The fabric of her black shirt rasps against the wall as she straightens, her eyes flashing furiously. ‘You left me in the salon. Told me find you, but I found you with Beth instead. Did you plan it that way?’
‘What? Fuck, no! Did you plan for the reporters to be there?’ I retort.
‘You know I didn’t.’
‘Do I? Only a few hours before you were a widow and I didn’t fucking know about that!’
‘In your own time,’ she almost yells back. ‘That was what you said. Meanwhile, you . . .’ Suddenly she halts, tilts her head and closes her eyes again. ‘But none of this matters. Not now.’
The way her fists are clenched say otherwise. I want to take them, prise them open, and slide them around my waist. But I don’t. She looks so fragile, and yeah, ill, but still so beautiful. The urge to touch her is almost overwhelming. I slide my hands into my pockets, fighting it.
‘I agree. None of it matters.’ The only thing that does is what happens now. ‘So, what have you been up to?’ I ask blandly.

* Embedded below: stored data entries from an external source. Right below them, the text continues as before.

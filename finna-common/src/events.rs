//! Progress event types and EventBus
//!
//! Batch runs publish their progress here so a caller can observe partial
//! results while blocks are still running.

use chrono::{DateTime, Utc};
use serde::{Deserialize, Serialize};
use std::fmt;
use tokio::sync::broadcast;
use uuid::Uuid;

/// Classification of a single identifier's result
#[derive(Debug, Clone, Copy, PartialEq, Eq, Hash, Serialize, Deserialize)]
pub enum OutcomeKind {
    Resolved,
    NotFound,
    TimedOut,
    Failed,
    Cancelled,
    /// Resolved, but the entity store failed while writing the book
    StoreFailed,
}

impl OutcomeKind {
    pub fn as_str(self) -> &'static str {
        match self {
            Self::Resolved => "resolved",
            Self::NotFound => "not_found",
            Self::TimedOut => "timed_out",
            Self::Failed => "failed",
            Self::Cancelled => "cancelled",
            Self::StoreFailed => "store_failed",
        }
    }

    /// Whether the identifier was skipped and belongs on a retry list
    pub fn is_failure(self) -> bool {
        !matches!(self, Self::Resolved)
    }
}

impl fmt::Display for OutcomeKind {
    fn fmt(&self, f: &mut fmt::Formatter<'_>) -> fmt::Result {
        f.write_str(self.as_str())
    }
}

/// finna-gen event types
#[derive(Debug, Clone, Serialize, Deserialize)]
#[serde(tag = "type")]
pub enum FinnaEvent {
    /// A batch was partitioned and its block tasks dispatched
    BatchStarted {
        run_id: Uuid,
        total: usize,
        blocks: usize,
        timestamp: DateTime<Utc>,
    },

    /// One identifier finished (in any outcome)
    IdentifierFinished {
        run_id: Uuid,
        /// Position of the identifier in the input sequence
        position: usize,
        identifier: String,
        outcome: OutcomeKind,
        /// Identifiers finished so far, this one included
        completed: usize,
        total: usize,
        timestamp: DateTime<Utc>,
    },

    /// Every block task finished
    BatchCompleted {
        run_id: Uuid,
        resolved: usize,
        skipped: usize,
        elapsed_ms: u64,
        timestamp: DateTime<Utc>,
    },

    /// Shutdown grace period elapsed and remaining blocks were cancelled
    BatchCancelled {
        run_id: Uuid,
        completed: usize,
        total: usize,
        timestamp: DateTime<Utc>,
    },
}

/// Broadcast bus for [`FinnaEvent`]s
#[derive(Clone)]
pub struct EventBus {
    tx: broadcast::Sender<FinnaEvent>,
    capacity: usize,
}

impl EventBus {
    /// Creates a new EventBus buffering up to `capacity` events per receiver
    ///
    /// Lagging receivers lose the oldest events.
    pub fn new(capacity: usize) -> Self {
        let (tx, _) = broadcast::channel(capacity.max(1));
        Self { tx, capacity }
    }

    /// Subscribe to all future events
    pub fn subscribe(&self) -> broadcast::Receiver<FinnaEvent> {
        self.tx.subscribe()
    }

    /// Emit an event, ignoring if no subscribers are listening
    pub fn emit_lossy(&self, event: FinnaEvent) {
        let _ = self.tx.send(event);
    }

    pub fn subscriber_count(&self) -> usize {
        self.tx.receiver_count()
    }

    pub fn capacity(&self) -> usize {
        self.capacity
    }
}

impl Default for EventBus {
    fn default() -> Self {
        Self::new(256)
    }
}

#[cfg(test)]
mod tests {
    use super::*;

    #[tokio::test]
    async fn test_subscriber_receives_emitted_event() {
        let bus = EventBus::new(16);
        let mut rx = bus.subscribe();
        let run_id = Uuid::new_v4();

        bus.emit_lossy(FinnaEvent::BatchStarted {
            run_id,
            total: 3,
            blocks: 2,
            timestamp: Utc::now(),
        });

        match rx.recv().await.unwrap() {
            FinnaEvent::BatchStarted { run_id: got, total, blocks, .. } => {
                assert_eq!(got, run_id);
                assert_eq!(total, 3);
                assert_eq!(blocks, 2);
            }
            other => panic!("unexpected event {:?}", other),
        }
    }

    #[test]
    fn test_emit_without_subscribers_is_ignored() {
        let bus = EventBus::new(4);
        assert_eq!(bus.subscriber_count(), 0);
        bus.emit_lossy(FinnaEvent::BatchCancelled {
            run_id: Uuid::new_v4(),
            completed: 0,
            total: 1,
            timestamp: Utc::now(),
        });
    }

    #[test]
    fn test_outcome_kind_serializes_tagged() {
        let event = FinnaEvent::IdentifierFinished {
            run_id: Uuid::nil(),
            position: 1,
            identifier: "978-952-483-142-0".to_string(),
            outcome: OutcomeKind::TimedOut,
            completed: 2,
            total: 3,
            timestamp: Utc::now(),
        };
        let json = serde_json::to_value(&event).unwrap();
        assert_eq!(json["type"], "IdentifierFinished");
        assert_eq!(json["outcome"], "TimedOut");
        assert!(OutcomeKind::TimedOut.is_failure());
        assert!(!OutcomeKind::Resolved.is_failure());
        assert!(OutcomeKind::StoreFailed.is_failure());
        assert_eq!(OutcomeKind::StoreFailed.to_string(), "store_failed");
    }
}
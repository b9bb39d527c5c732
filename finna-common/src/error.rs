//! Common error types for finna-gen

use thiserror::Error;

/// Common result type for finna-gen operations
pub type Result<T> = std::result::Result<T, Error>;

/// Common error types shared across finna-gen crates
#[derive(Error, Debug)]
pub enum Error {
    /// I/O operation error (wraps std::io::Error)
    #[error("IO error: {0}")]
    Io(#[from] std::io::Error),

    /// Configuration loading or validation error
    #[error("Configuration error: {0}")]
    Config(String),

    /// Invalid user input or request parameter
    #[error("Invalid input: {0}")]
    InvalidInput(String),

    /// Internal error
    #[error("Internal error: {0}")]
    Internal(String),
}
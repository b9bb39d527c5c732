//! Entity store test utilities

use std::path::Path;

/// Write a store file with the given `id|name` lines
pub fn seed_store(folder: &Path, file_name: &str, lines: &[&str]) {
    let mut content = lines.join("\n");
    if !content.is_empty() {
        content.push('\n');
    }
    std::fs::write(folder.join(file_name), content).unwrap();
}

/// Non-empty lines of a file, or nothing when it does not exist
pub fn read_lines(path: &Path) -> Vec<String> {
    match std::fs::read_to_string(path) {
        Ok(content) => content
            .lines()
            .filter(|l| !l.is_empty())
            .map(str::to_string)
            .collect(),
        Err(_) => Vec::new(),
    }
}
//! Input, output and retry-list files

use crate::models::SkippedIdentifier;
use std::path::{Path, PathBuf};
use tokio::io::AsyncWriteExt;
use tracing::info;

/// One identifier per line; lines are trimmed and blank lines skipped
pub fn parse_identifiers(content: &str) -> Vec<String> {
    content
        .lines()
        .map(str::trim)
        .filter(|line| !line.is_empty())
        .map(str::to_string)
        .collect()
}

pub async fn read_identifiers(path: &Path) -> std::io::Result<Vec<String>> {
    let content = tokio::fs::read_to_string(path).await?;
    let identifiers = parse_identifiers(&content);
    info!(path = %path.display(), count = identifiers.len(), "Read identifiers");
    Ok(identifiers)
}

/// Appends rendered statements to the insert file
pub struct StatementSink {
    path: PathBuf,
    written: usize,
}

impl StatementSink {
    pub fn new(path: impl Into<PathBuf>) -> Self {
        Self {
            path: path.into(),
            written: 0,
        }
    }

    pub fn path(&self) -> &Path {
        &self.path
    }

    /// Statements written through this sink so far
    pub fn written(&self) -> usize {
        self.written
    }

    pub async fn append(&mut self, statements: &[String]) -> std::io::Result<()> {
        if statements.is_empty() {
            return Ok(());
        }

        let mut buf = String::new();
        for statement in statements {
            buf.push_str(statement);
            buf.push('\n');
        }

        let mut file = tokio::fs::OpenOptions::new()
            .create(true)
            .append(true)
            .open(&self.path)
            .await?;
        file.write_all(buf.as_bytes()).await?;
        file.flush().await?;

        self.written += statements.len();
        Ok(())
    }
}

/// Write `identifier<TAB>kind` lines, replacing any previous retry list
pub async fn write_failures(path: &Path, failures: &[SkippedIdentifier]) -> std::io::Result<()> {
    let content: String = failures
        .iter()
        .map(|f| format!("{}\t{}\n", f.identifier, f.kind))
        .collect();
    tokio::fs::write(path, content).await?;
    info!(path = %path.display(), count = failures.len(), "Wrote retry list");
    Ok(())
}

#[cfg(test)]
mod tests {
    use super::*;
    use finna_common::events::OutcomeKind;
    use tempfile::TempDir;

    #[test]
    fn test_parse_identifiers_skips_blank_lines() {
        let content = "978-952-483-142-0\n\n  0-914171-77-1  \r\n\t\n9789520102814";
        assert_eq!(
            parse_identifiers(content),
            vec!["978-952-483-142-0", "0-914171-77-1", "9789520102814"]
        );
    }

    #[tokio::test]
    async fn test_sink_appends_across_runs() {
        let temp_dir = TempDir::new().unwrap();
        let path = temp_dir.path().join("dbOutput.txt");

        let mut first = StatementSink::new(&path);
        first.append(&["A;".to_string(), "B;".to_string()]).await.unwrap();
        let mut second = StatementSink::new(&path);
        second.append(&["C;".to_string()]).await.unwrap();

        assert_eq!(first.written(), 2);
        assert_eq!(std::fs::read_to_string(&path).unwrap(), "A;\nB;\nC;\n");
    }

    #[tokio::test]
    async fn test_failures_file_lists_identifier_and_kind() {
        let temp_dir = TempDir::new().unwrap();
        let path = temp_dir.path().join("failed.txt");
        let failures = vec![
            SkippedIdentifier {
                position: 1,
                identifier: "B".into(),
                kind: OutcomeKind::NotFound,
            },
            SkippedIdentifier {
                position: 4,
                identifier: "E".into(),
                kind: OutcomeKind::TimedOut,
            },
        ];
        write_failures(&path, &failures).await.unwrap();
        assert_eq!(
            std::fs::read_to_string(&path).unwrap(),
            "B\tnot_found\nE\ttimed_out\n"
        );
    }
}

Keep calm; keep it casual. Keep her here.
‘Really? You want to do small talk?’
I reply with one savage nod.
‘Working,’ she says, the word expelled in a sigh, like she can’t believe she’s even talking to me. ‘Moving on.’

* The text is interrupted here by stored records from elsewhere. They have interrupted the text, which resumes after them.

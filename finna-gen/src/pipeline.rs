//! End-to-end generator run
//!
//! read identifiers → batch fetch → per-book entity resolution → render →
//! append to the insert file → write the retry list.

use crate::config::GeneratorConfig;
use crate::error::{GenError, GenResult};
use crate::models::{BatchReport, BookEntry, SkippedIdentifier};
use crate::render::{render_book, render_created_entities};
use crate::services::files::{read_identifiers, write_failures, StatementSink};
use crate::services::{BatchFetcher, BookProcessor, LookupService, RecordResolver};
use crate::store::EntityCatalog;
use finna_common::config::ensure_directory_exists;
use finna_common::events::{EventBus, OutcomeKind};
use std::future::Future;
use std::sync::Arc;
use tracing::{debug, info, warn};

/// What a run produced
#[derive(Debug, Clone, Default, PartialEq, Eq)]
pub struct RunSummary {
    pub total: usize,
    pub books_written: usize,
    pub statements_written: usize,
    pub skipped: Vec<SkippedIdentifier>,
    /// First book ID not used by this run
    pub next_book_id: u64,
    pub cancelled: bool,
}

pub struct Pipeline {
    config: GeneratorConfig,
    event_bus: EventBus,
}

impl Pipeline {
    pub fn new(config: GeneratorConfig) -> Self {
        Self {
            config,
            event_bus: EventBus::default(),
        }
    }

    /// Publish fetch progress on an externally owned bus
    pub fn with_event_bus(mut self, event_bus: EventBus) -> Self {
        self.event_bus = event_bus;
        self
    }

    pub fn config(&self) -> &GeneratorConfig {
        &self.config
    }

    /// Run the generator
    ///
    /// `service` may be `None` only in offline mode. When `shutdown`
    /// completes before the batch does, unfinished blocks get the configured
    /// grace period and are then cancelled; everything resolved so far is
    /// still written.
    ///
    /// # Errors
    /// Configuration, input file, output file and entity store open
    /// failures. Per-identifier lookup failures and books abandoned on a
    /// store write failure end up in [`RunSummary::skipped`] instead.
    pub async fn run<F>(
        &self,
        service: Option<Arc<dyn LookupService>>,
        shutdown: F,
    ) -> GenResult<RunSummary>
    where
        F: Future<Output = ()>,
    {
        ensure_directory_exists(&self.config.data_folder)?;
        let identifiers = read_identifiers(&self.config.input_file).await?;
        let total = identifiers.len();

        let catalog = Arc::new(EntityCatalog::open(&self.config.data_folder).await?);
        match catalog.genres.description(&self.config.unknown_genre) {
            Some(description) => debug!(
                folder = %catalog.folder().display(),
                code = %self.config.unknown_genre,
                description = %description,
                "Unknown genre code is in the genre table"
            ),
            None => debug!(
                folder = %catalog.folder().display(),
                code = %self.config.unknown_genre,
                "Unknown genre code not in the genre table, rendered as the sentinel"
            ),
        }
        let processor = BookProcessor::new(catalog, self.config.unknown_genre.clone());

        let (entries, mut skipped, cancelled) = if self.config.offline {
            info!(total, "Offline run, emitting pending book rows");
            let entries: Vec<(usize, BookEntry)> = identifiers
                .into_iter()
                .map(|identifier| BookEntry::Pending { identifier })
                .enumerate()
                .collect();
            (entries, Vec::new(), false)
        } else {
            let service = service.ok_or_else(|| {
                GenError::Common(finna_common::Error::Config(
                    "a lookup service is required unless running offline".to_string(),
                ))
            })?;
            let report = self.fetch(service, identifiers, shutdown).await;
            (report.book_entries(), report.failures(), report.cancelled)
        };

        let mut sink = StatementSink::new(&self.config.insert_file);
        let written =
            write_books(&processor, &entries, self.config.first_book_id, &mut sink).await?;

        skipped.extend(written.failed);
        skipped.sort_by_key(|s| s.position);

        write_failures(&self.config.failed_file, &skipped).await?;
        for failure in &skipped {
            warn!(
                identifier = %failure.identifier,
                kind = %failure.kind,
                "Identifier not written"
            );
        }

        let summary = RunSummary {
            total,
            books_written: written.books,
            statements_written: sink.written(),
            skipped,
            next_book_id: written.next_book_id,
            cancelled,
        };

        info!(
            total = summary.total,
            books = summary.books_written,
            statements = summary.statements_written,
            skipped = summary.skipped.len(),
            next_book_id = summary.next_book_id,
            cancelled = summary.cancelled,
            "Run finished"
        );

        Ok(summary)
    }

    async fn fetch<F>(
        &self,
        service: Arc<dyn LookupService>,
        identifiers: Vec<String>,
        shutdown: F,
    ) -> BatchReport
    where
        F: Future<Output = ()>,
    {
        let fetcher = BatchFetcher::new(RecordResolver::new(service), self.config.batch)
            .with_event_bus(self.event_bus.clone());
        let mut handle = fetcher.start(identifiers);

        let interrupted = tokio::select! {
            _ = handle.wait() => false,
            _ = shutdown => true,
        };
        if interrupted {
            info!(
                completed = handle.completed(),
                total = handle.total(),
                "Shutdown requested during fetch"
            );
        }

        handle.shutdown(self.config.shutdown_grace).await
    }
}

/// What [`write_books`] produced
#[derive(Debug, Clone, Default, PartialEq, Eq)]
pub struct BooksWritten {
    pub books: usize,
    /// First book ID not used
    pub next_book_id: u64,
    /// Books abandoned because the entity store failed
    pub failed: Vec<SkippedIdentifier>,
}

/// Resolve, render and append every entry, numbering books from `first_book_id`
///
/// Entries carry their input position. A store failure abandons only the
/// book that hit it: the entities it had already created still get their
/// rows, the book is listed in [`BooksWritten::failed`] and takes no book
/// ID, and the remaining books are processed. Statements of one book are
/// appended together.
///
/// # Errors
/// Only a failure writing the insert file itself.
pub async fn write_books(
    processor: &BookProcessor,
    entries: &[(usize, BookEntry)],
    first_book_id: u64,
    sink: &mut StatementSink,
) -> GenResult<BooksWritten> {
    let mut written = BooksWritten {
        books: 0,
        next_book_id: first_book_id,
        failed: Vec::new(),
    };

    for (position, entry) in entries {
        match processor.process(written.next_book_id, entry).await {
            Ok(book) => {
                sink.append(&render_book(&book)).await?;
                written.books += 1;
                written.next_book_id += 1;
            }
            Err(failure) => {
                sink.append(&render_created_entities(&failure.partial)).await?;
                written.failed.push(SkippedIdentifier {
                    position: *position,
                    identifier: entry.identifier().to_string(),
                    kind: OutcomeKind::StoreFailed,
                });
            }
        }
    }

    Ok(written)
}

‘Fuck that.’ I laugh bitterly, because that fucking burns. ‘It’s not what this looks like. No one hides because they’ve moved on.’
‘I wasn’t hiding—’
‘Not true and so fucking wrong! So what if you didn’t know about my visits? You didn’t bother to wait around—to ask me. What about me? What about the truth?’ My voice rises along with my temper, my hands pushing through, what must be now, hair as wild as I feel. As wild as my heart beats. ‘When were you going to tell me you’d let me go?’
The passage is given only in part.